Yes because it is not actually using Lumberyard, as per Ben Parry's image.

RBF4dak.jpg


Also most of the assets and code was developed under the old license, which is covered in the injunction. Not that I expect an injunction to happen.
 
Would an injunction against further use of CryEngine be in any shape or form useful against them using Lumberyard which is owned by another company?

If this happens then it'll be very interesting to see what engine is currently being used: Lumberyard, Cryengine with the logo pulled off, or an unholy combination of the 2.

I would really not like to be an engineer in cases 2 or 3.
 
If this happens then it'll be very interesting to see what engine is currently being used: Lumberyard, Cryengine with the logo pulled off, or an unholy combination of the 2.

I would really not like to be an engineer in cases 2 or 3.

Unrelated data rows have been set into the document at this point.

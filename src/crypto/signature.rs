//! # Signature Codec
//!
//! Encodes and decodes the fixed-width signature blob exchanged on the
//! wire: `hex(R) ‖ hex(S) ‖ hex(V)` with R and S zero-padded to 32 bytes
//! each and a single recovery byte V, no separators, no `0x` prefix.
//!
//! A blob of any other length, or one that does not decode as hex, is a
//! format error. "Wrong signer" is not this module's concern: the codec
//! only guarantees structure.

use crate::error::{Result, VaspError};

/// Total signature length in hex characters: R (64) + S (64) + V (2).
pub const SIGNATURE_LENGTH: usize = 130;

/// Decoded form of a wire signature.
#[derive(Debug, Clone, Copy, PartialEq, Eq)]
pub struct SignatureData {
    pub r: [u8; 32],
    pub s: [u8; 32],
    pub v: u8,
}

impl SignatureData {
    /// Encode to the fixed-width hex wire form.
    ///
    /// R and S are emitted zero-padded to 64 hex characters regardless
    /// of magnitude; V is two hex characters.
    pub fn encode(&self) -> String {
        format!(
            "{}{}{:02x}",
            hex::encode(self.r),
            hex::encode(self.s),
            self.v
        )
    }

    /// Decode from the hex wire form.
    ///
    /// # Errors
    /// Returns a format error on wrong length or undecodable hex.
    pub fn decode(signature: &str) -> Result<Self> {
        if signature.len() != SIGNATURE_LENGTH {
            return Err(VaspError::Format(format!(
                "signature must be {SIGNATURE_LENGTH} hex characters, got {}",
                signature.len()
            )));
        }
        let bytes = hex::decode(signature)
            .map_err(|e| VaspError::Format(format!("signature is not valid hex: {e}")))?;

        let mut r = [0u8; 32];
        let mut s = [0u8; 32];
        r.copy_from_slice(&bytes[..32]);
        s.copy_from_slice(&bytes[32..64]);
        Ok(Self { r, s, v: bytes[64] })
    }
}

#[cfg(test)]
mod tests {
    use super::*;

    #[test]
    fn round_trip() {
        let sig = SignatureData {
            r: [0x11; 32],
            s: [0x22; 32],
            v: 27,
        };
        let encoded = sig.encode();
        assert_eq!(encoded.len(), SIGNATURE_LENGTH);
        assert_eq!(SignatureData::decode(&encoded).unwrap(), sig);
    }

    #[test]
    fn small_components_are_zero_padded() {
        let mut r = [0u8; 32];
        r[31] = 0x05;
        let sig = SignatureData { r, s: [0u8; 32], v: 0 };
        let encoded = sig.encode();
        assert!(encoded.starts_with(&"0".repeat(63)));
        assert_eq!(encoded.len(), SIGNATURE_LENGTH);
    }

    #[test]
    fn wrong_length_is_format_error() {
        assert!(SignatureData::decode("abcd").is_err());
        assert!(SignatureData::decode(&"0".repeat(SIGNATURE_LENGTH - 2)).is_err());
        assert!(SignatureData::decode(&"0".repeat(SIGNATURE_LENGTH + 2)).is_err());
    }

    #[test]
    fn non_hex_is_format_error() {
        assert!(SignatureData::decode(&"zz".repeat(SIGNATURE_LENGTH / 2)).is_err());
    }
}
//! Raw send-and-receive over the local bus: seven fixture messages with
//! ids 0..6 are published out of numeric order under both encryption
//! modes; the receiving instance must deliver them all, and sorting by
//! message id must restore the fixture sequence exactly.

use std::sync::Arc;
use std::time::Duration;

use vasp_protocol::config::VaspConfig;
use vasp_protocol::model::{
    AssetType, EncryptionType, Header, MessageId, MessageType, SessionId, SessionReply,
    SessionRequest, Termination, TransferConfirmation, TransferDispatch, TransferReply,
    TransferRequest, TransferSpec, TravelRuleParty, TxRecord, Vaan, VaspInfo, VaspMessage,
};
use vasp_protocol::protocol::SimpleTransferHandler;
use vasp_protocol::service::VaspInstance;
use vasp_protocol::transport::envelope::sym_key_from_password;
use vasp_protocol::transport::{LocalTransport, StaticDirectory, VaspDirectory};

const VASP_CODE_1: &str = "7dface61";
const VASP_CODE_2: &str = "08c3b8b4";

/// Deterministic out-of-numeric-order delivery schedule.
const SEND_ORDER: [usize; 7] = [3, 0, 6, 2, 5, 1, 4];

const WAIT_TIMEOUT: Duration = Duration::from_secs(5);

struct Harness {
    instance1: Arc<VaspInstance>,
    instance2: Arc<VaspInstance>,
    directory: StaticDirectory,
    /// Handshake private key of instance 1, for asymmetric listening.
    handshake_private_1: String,
}

fn harness() -> Harness {
    let config1 = VaspConfig::generate("Test VASP 1", VASP_CODE_1).unwrap();
    let config2 = VaspConfig::generate("Test VASP 2", VASP_CODE_2).unwrap();
    let handshake_private_1 = config1.keys.handshake_private_key.clone();
    let directory = StaticDirectory::new()
        .with_entry(config1.own_info().unwrap())
        .with_entry(config2.own_info().unwrap());
    let bus = Arc::new(LocalTransport::new());

    let instance1 = VaspInstance::new(
        config1,
        bus.clone(),
        Arc::new(directory.clone()),
        Arc::new(SimpleTransferHandler),
    )
    .unwrap();
    let instance2 = VaspInstance::new(
        config2,
        bus,
        Arc::new(directory.clone()),
        Arc::new(SimpleTransferHandler),
    )
    .unwrap();

    Harness {
        instance1,
        instance2,
        directory,
        handshake_private_1,
    }
}

fn fixture_messages(session_id: &SessionId, sender: &VaspInfo) -> Vec<VaspMessage> {
    let header = |index: u128, ty| Header::new(MessageId::from_index(index), session_id.clone(), ty);
    vec![
        VaspMessage::SessionRequest(SessionRequest {
            header: header(0, MessageType::SessionRequest),
            comment: "message 1".into(),
            sender: sender.clone(),
        }),
        VaspMessage::SessionReply(SessionReply {
            header: header(1, MessageType::SessionReply),
            comment: "message 2".into(),
            sender: sender.clone(),
        }),
        VaspMessage::TransferRequest(TransferRequest {
            header: header(2, MessageType::TransferRequest),
            comment: "message 3".into(),
            originator: TravelRuleParty {
                name: "Alice".into(),
                vaan: Vaan::new("7dface610123456789abcdef").unwrap(),
            },
            beneficiary: TravelRuleParty {
                name: "Bob".into(),
                vaan: Vaan::new("08c3b8b4fedcba9876543210").unwrap(),
            },
            transfer: TransferSpec {
                asset: AssetType::Eth,
                amount: 4_200,
            },
        }),
        VaspMessage::TransferReply(TransferReply {
            header: header(3, MessageType::TransferReply),
            comment: "message 4".into(),
            destination_address: Some("0xdest".into()),
        }),
        VaspMessage::TransferDispatch(TransferDispatch {
            header: header(4, MessageType::TransferDispatch),
            comment: "message 5".into(),
            tx: Some(TxRecord {
                id: "tx-00000001".into(),
                date_time: chrono::Utc::now(),
                sending_address: "0xdest".into(),
            }),
        }),
        VaspMessage::TransferConfirmation(TransferConfirmation {
            header: header(5, MessageType::TransferConfirmation),
            comment: "message 6".into(),
            tx: None,
        }),
        VaspMessage::Termination(Termination {
            header: header(6, MessageType::Termination),
            comment: "message 7".into(),
        }),
    ]
}

async fn collect_and_check(
    mut received: tokio::sync::mpsc::Receiver<VaspMessage>,
    expected: Vec<VaspMessage>,
    listener: &Arc<VaspInstance>,
) {
    let mut messages = Vec::with_capacity(expected.len());
    while messages.len() < expected.len() {
        let message = tokio::time::timeout(WAIT_TIMEOUT, received.recv())
            .await
            .expect("delivery timed out")
            .expect("listener closed early");
        messages.push(message);
    }

    listener.shutdown();
    assert!(listener.shutdown_and_wait().await, "listeners failed to drain");

    // Delivery order is not guaranteed; logical order lives in the ids.
    messages.sort_by(|a, b| a.header().message_id.cmp(&b.header().message_id));
    assert_eq!(messages, expected);
}

#[tokio::test]
async fn symmetric_send_and_receive() {
    let h = harness();
    let session_id = SessionId::random();
    let messages = fixture_messages(&session_id, h.instance2.own_info());

    let sym_key = sym_key_from_password("Hello,World!");
    let received = h
        .instance1
        .add_topic_listener(&h.instance1.topic(), EncryptionType::Symmetric, &sym_key)
        .await
        .unwrap();

    for &i in &SEND_ORDER {
        h.instance2
            .send(
                &h.instance1.topic(),
                EncryptionType::Symmetric,
                &sym_key,
                &messages[i],
            )
            .await
            .unwrap();
    }

    collect_and_check(received, messages, &h.instance1).await;
}

#[tokio::test]
async fn asymmetric_send_and_receive() {
    let h = harness();
    let session_id = SessionId::random();
    let messages = fixture_messages(&session_id, h.instance2.own_info());

    let received = h
        .instance1
        .add_topic_listener(
            &h.instance1.topic(),
            EncryptionType::Asymmetric,
            &h.handshake_private_1,
        )
        .await
        .unwrap();

    // Senders resolve the recipient's handshake key from the registry.
    let contact = h
        .directory
        .resolve(&h.instance1.own_info().vasp_code)
        .await
        .unwrap();
    for &i in &SEND_ORDER {
        h.instance2
            .send(
                &h.instance1.topic(),
                EncryptionType::Asymmetric,
                &contact.handshake_key,
                &messages[i],
            )
            .await
            .unwrap();
    }

    collect_and_check(received, messages, &h.instance1).await;
}

#[tokio::test]
async fn wrong_symmetric_key_receives_nothing() {
    let h = harness();
    let session_id = SessionId::random();
    let messages = fixture_messages(&session_id, h.instance2.own_info());

    let mut received = h
        .instance1
        .add_topic_listener(
            &h.instance1.topic(),
            EncryptionType::Symmetric,
            &sym_key_from_password("right key"),
        )
        .await
        .unwrap();

    h.instance2
        .send(
            &h.instance1.topic(),
            EncryptionType::Symmetric,
            &sym_key_from_password("wrong key"),
            &messages[0],
        )
        .await
        .unwrap();

    tokio::time::sleep(Duration::from_millis(100)).await;
    assert!(received.try_recv().is_err(), "payload leaked across keys");
}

This suit is going to reveal so many interesting things. Which engine are they using? What are their financials? How hard will they try to settle to hide those 2 reveals? Are they capable of settling?

Popcorn!
 
This suit is going to reveal so many interesting things. Which engine are they using? What are their financials? How hard will they try to settle to hide those 2 reveals? Are they capable of settling?

Popcorn!

https://www.cinemablend.com/games/1...ures-are-not-having-an-impact-on-star-citizen

From the description they gave here they kept some of the Cryengine parts and ripped out the rest and then merged that with Lumberyard.

The question is then perhaps, are the Cryengine parts they have left basically the same thing that are part of Lumberyard and can CryTek in that case claim that they are using Cryengine or are they using Lumberyard that might utilize identical code.
 
Yes because it is not actually using Lumberyard, as per Ben Parry's image.

https://i.imgur.com/RBF4dak.jpg

Also most of the assets and code was developed under the old license, which is covered in the injunction. Not that I expect an injunction to happen.

Except, depending on how one looks at it, they use Cryengine 3.7 and 3.8 and then use Lumberyard. I wonder how different the 3.7 and 3.8 Cryengine code is from Lumberyards Cryengine code.
 
Not that I expect an injunction to happen.

Maybe. I'm listening to this guy reading through the writ ..

https://www.youtube.com/watch?v=7MzzuiQVTDw for Leonard French's livestream just starting to discuss this.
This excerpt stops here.